On voit par ces chiffres que la grande majorité des élèves qui veulent concourir pour les écoles du gouvernement échappent, vers la fin de leurs études, aux cadres de l’enseignement classique actuel, aussi bien qu’à ceux de ce futur enseignement français, et on aperçoit en même temps combien sont complexes les problèmes de l’enseignement secondaire et combien serait téméraire la prétention de résoudre à la fois par une formule unique, telle que celle d’un enseignement classique purement français, des questions aussi différentes que le problème d’une culture littéraire moderne, supposée équivalente à la culture fondée sur les langues anciennes ; le problème d’une culture scientifique élevée, réclamée par un grand nombre de vocations ; le problème d’une culture plus courte et plus pratique, exigée par les nombreux enfans qui quittent nos collèges vers l’âge de quatorze ans; enfin le problème particulièrement impérieux de la préparation aux concours des grandes écoles scientifiques.

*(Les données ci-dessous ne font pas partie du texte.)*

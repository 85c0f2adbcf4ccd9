//! List Surface
//!
//! Presentation order of every sticker's item list: item nodes plus at most
//! one placeholder, and a set of hidden items. The drag protocol only
//! reorders this model; stickers read their order back from it.
//!
//! Sibling queries see hidden nodes, the same way element siblings do.

use std::collections::{HashMap, HashSet};

use crate::domain::{ItemId, StickerId};

#[derive(Debug, Clone, PartialEq, Eq, Hash)]
pub enum Node {
    Item(ItemId),
    Placeholder,
}

#[derive(Debug, Default)]
pub struct ListSurface {
    regions: HashMap<StickerId, Vec<Node>>,
    hidden: HashSet<ItemId>,
}

impl ListSurface {
    pub fn new() -> Self {
        Self::default()
    }

    /// Creates (or replaces) the item list region of a sticker
    pub fn mount(&mut self, region: StickerId, items: impl IntoIterator<Item = ItemId>) {
        let nodes = items.into_iter().map(Node::Item).collect();
        self.regions.insert(region, nodes);
    }

    pub fn unmount(&mut self, region: StickerId) -> Vec<Node> {
        let nodes = self.regions.remove(&region).unwrap_or_default();
        for node in &nodes {
            if let Node::Item(id) = node {
                self.hidden.remove(id);
            }
        }
        nodes
    }

    pub fn nodes(&self, region: StickerId) -> &[Node] {
        self.regions.get(&region).map(Vec::as_slice).unwrap_or(&[])
    }

    fn locate(&self, node: &Node) -> Option<(StickerId, usize)> {
        self.regions.iter().find_map(|(region, nodes)| {
            nodes.iter().position(|n| n == node).map(|index| (*region, index))
        })
    }

    pub fn parent_of(&self, node: &Node) -> Option<StickerId> {
        self.locate(node).map(|(region, _)| region)
    }

    pub fn contains(&self, node: &Node) -> bool {
        self.locate(node).is_some()
    }

    pub fn next_sibling(&self, node: &Node) -> Option<&Node> {
        let (region, index) = self.locate(node)?;
        self.regions.get(&region)?.get(index + 1)
    }

    pub fn previous_sibling(&self, node: &Node) -> Option<&Node> {
        let (region, index) = self.locate(node)?;
        let index = index.checked_sub(1)?;
        self.regions.get(&region)?.get(index)
    }

    /// Removes `node` from wherever it sits
    pub fn detach(&mut self, node: &Node) -> Option<StickerId> {
        let (region, index) = self.locate(node)?;
        self.regions.get_mut(&region)?.remove(index);
        Some(region)
    }

    /// Moves `node` to the end of `region`. Returns whether its location changed.
    pub fn append(&mut self, region: StickerId, node: Node) -> bool {
        if !self.regions.contains_key(&region) {
            return false;
        }
        let before = self.locate(&node);
        self.detach(&node);
        let nodes = self.regions.entry(region).or_default();
        nodes.push(node);
        before != Some((region, nodes.len() - 1))
    }

    /// Moves `node` right before `anchor`. Returns whether its location changed.
    pub fn insert_before(&mut self, node: Node, anchor: &Node) -> bool {
        self.insert_relative(node, anchor, 0)
    }

    /// Moves `node` right after `anchor`. Returns whether its location changed.
    pub fn insert_after(&mut self, node: Node, anchor: &Node) -> bool {
        self.insert_relative(node, anchor, 1)
    }

    fn insert_relative(&mut self, node: Node, anchor: &Node, shift: usize) -> bool {
        if &node == anchor || !self.contains(anchor) {
            return false;
        }
        let before = self.locate(&node);
        self.detach(&node);
        let Some((region, index)) = self.locate(anchor) else {
            return false;
        };
        let Some(nodes) = self.regions.get_mut(&region) else {
            return false;
        };
        let at = index + shift;
        nodes.insert(at, node);
        before != Some((region, at))
    }

    pub fn hide(&mut self, item: &ItemId) {
        self.hidden.insert(item.clone());
    }

    pub fn show(&mut self, item: &ItemId) {
        self.hidden.remove(item);
    }

    pub fn is_hidden(&self, item: &ItemId) -> bool {
        self.hidden.contains(item)
    }

    /// Non-hidden items of `region`, top to bottom
    pub fn visible_items(&self, region: StickerId) -> Vec<ItemId> {
        self.nodes(region)
            .iter()
            .filter_map(|node| match node {
                Node::Item(id) if !self.is_hidden(id) => Some(id.clone()),
                _ => None,
            })
            .collect()
    }

    pub fn has_visible_items(&self, region: StickerId) -> bool {
        self.nodes(region)
            .iter()
            .any(|node| matches!(node, Node::Item(id) if !self.is_hidden(id)))
    }

    /// Puts `item` where the placeholder is, drops the placeholder and
    /// un-hides the item. Returns the destination region.
    pub fn commit_placeholder(&mut self, item: &ItemId) -> Option<StickerId> {
        let region = self.parent_of(&Node::Placeholder)?;
        let node = Node::Item(item.clone());
        self.detach(&node);
        self.insert_before(node, &Node::Placeholder);
        self.detach(&Node::Placeholder);
        self.show(item);
        Some(region)
    }

    pub fn discard_placeholder(&mut self) -> Option<StickerId> {
        self.detach(&Node::Placeholder)
    }
}

#[cfg(test)]
mod tests {
    use super::*;

    fn item(id: &str) -> Node {
        Node::Item(ItemId::new(id))
    }

    fn region_of(surface: &ListSurface, region: StickerId) -> Vec<String> {
        surface
            .nodes(region)
            .iter()
            .map(|node| match node {
                Node::Item(id) => id.to_string(),
                Node::Placeholder => "_".to_string(),
            })
            .collect()
    }

    fn setup() -> (ListSurface, StickerId, StickerId) {
        let a = StickerId::new(1);
        let b = StickerId::new(2);
        let mut surface = ListSurface::new();
        surface.mount(a, ["x", "y"].map(ItemId::new));
        surface.mount(b, ["z"].map(ItemId::new));
        (surface, a, b)
    }

    #[test]
    fn test_insert_before_and_after() {
        let (mut surface, a, _) = setup();
        assert!(surface.insert_before(Node::Placeholder, &item("x")));
        assert_eq!(region_of(&surface, a), ["_", "x", "y"]);

        assert!(surface.insert_after(Node::Placeholder, &item("y")));
        assert_eq!(region_of(&surface, a), ["x", "y", "_"]);

        // Already there
        assert!(!surface.insert_after(Node::Placeholder, &item("y")));
    }

    #[test]
    fn test_siblings_include_hidden_nodes() {
        let (mut surface, _, _) = setup();
        surface.insert_before(Node::Placeholder, &item("x"));
        surface.hide(&ItemId::new("x"));
        assert_eq!(surface.next_sibling(&Node::Placeholder), Some(&item("x")));
        assert_eq!(surface.previous_sibling(&item("y")), Some(&item("x")));
        assert_eq!(surface.previous_sibling(&Node::Placeholder), None);
    }

    #[test]
    fn test_append_moves_across_regions() {
        let (mut surface, a, b) = setup();
        surface.insert_before(Node::Placeholder, &item("x"));
        assert!(surface.append(b, Node::Placeholder));
        assert_eq!(region_of(&surface, a), ["x", "y"]);
        assert_eq!(region_of(&surface, b), ["z", "_"]);
        assert!(!surface.append(b, Node::Placeholder));
    }

    #[test]
    fn test_visible_items_skip_hidden_and_placeholder() {
        let (mut surface, a, b) = setup();
        surface.insert_before(Node::Placeholder, &item("x"));
        surface.hide(&ItemId::new("x"));
        assert_eq!(surface.visible_items(a), vec![ItemId::new("y")]);
        assert!(surface.has_visible_items(a));

        surface.detach(&item("z"));
        assert!(!surface.has_visible_items(b));
    }

    #[test]
    fn test_commit_placeholder_moves_item_into_slot() {
        let (mut surface, a, b) = setup();
        surface.insert_before(Node::Placeholder, &item("x"));
        surface.hide(&ItemId::new("x"));
        surface.insert_after(Node::Placeholder, &item("z"));

        assert_eq!(surface.commit_placeholder(&ItemId::new("x")), Some(b));
        assert_eq!(region_of(&surface, a), ["y"]);
        assert_eq!(region_of(&surface, b), ["z", "x"]);
        assert!(!surface.is_hidden(&ItemId::new("x")));
        assert!(!surface.contains(&Node::Placeholder));
    }

    #[test]
    fn test_unmount_forgets_hidden_items() {
        let (mut surface, a, _) = setup();
        surface.hide(&ItemId::new("y"));
        let nodes = surface.unmount(a);
        assert_eq!(nodes.len(), 2);
        assert!(!surface.is_hidden(&ItemId::new("y")));
        assert!(surface.nodes(a).is_empty());
    }
}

Il n’est pas possible aujourd’hui, tous les hommes compétens le reconnaissent, de concilier des destinations aussi diverses et de faire rentrer, de gré ou de force, l’enseignement secondaire dans un cadre unique, celui de l’éducation intégrale, comme on dit quelquefois; éducation dans laquelle les enfans seraient préparés, par un enseignement encyclopédique, à l’ensemble des carrières. C’est cependant cette unité idéale de l’enseignement secondaire que prétendraient maintenir les partisans absolus de la vieille éducation classique, fondée sur les humanités grecques et latines. Les partisans absolus et exclusifs d’une éducation dite moderne, et qui serait fondée uniquement sur l’étude du français et des langues vivantes, maintiennent de leur côté la même prétention. Seulement, en présence de la nécessité sociale qui réclame des connaissances chaque jour plus nombreuses et plus approfondies, les partisans exclusifs de l’enseignement moderne veulent leur faire place en supprimant dans l’ensemble général des études le grec et le latin ; sauf pour une minorité, pour laquelle on conserverait provisoirement le vieux type classique, réclamé par quelques familles, en attendant qu’il tombe de lui-même en décadence.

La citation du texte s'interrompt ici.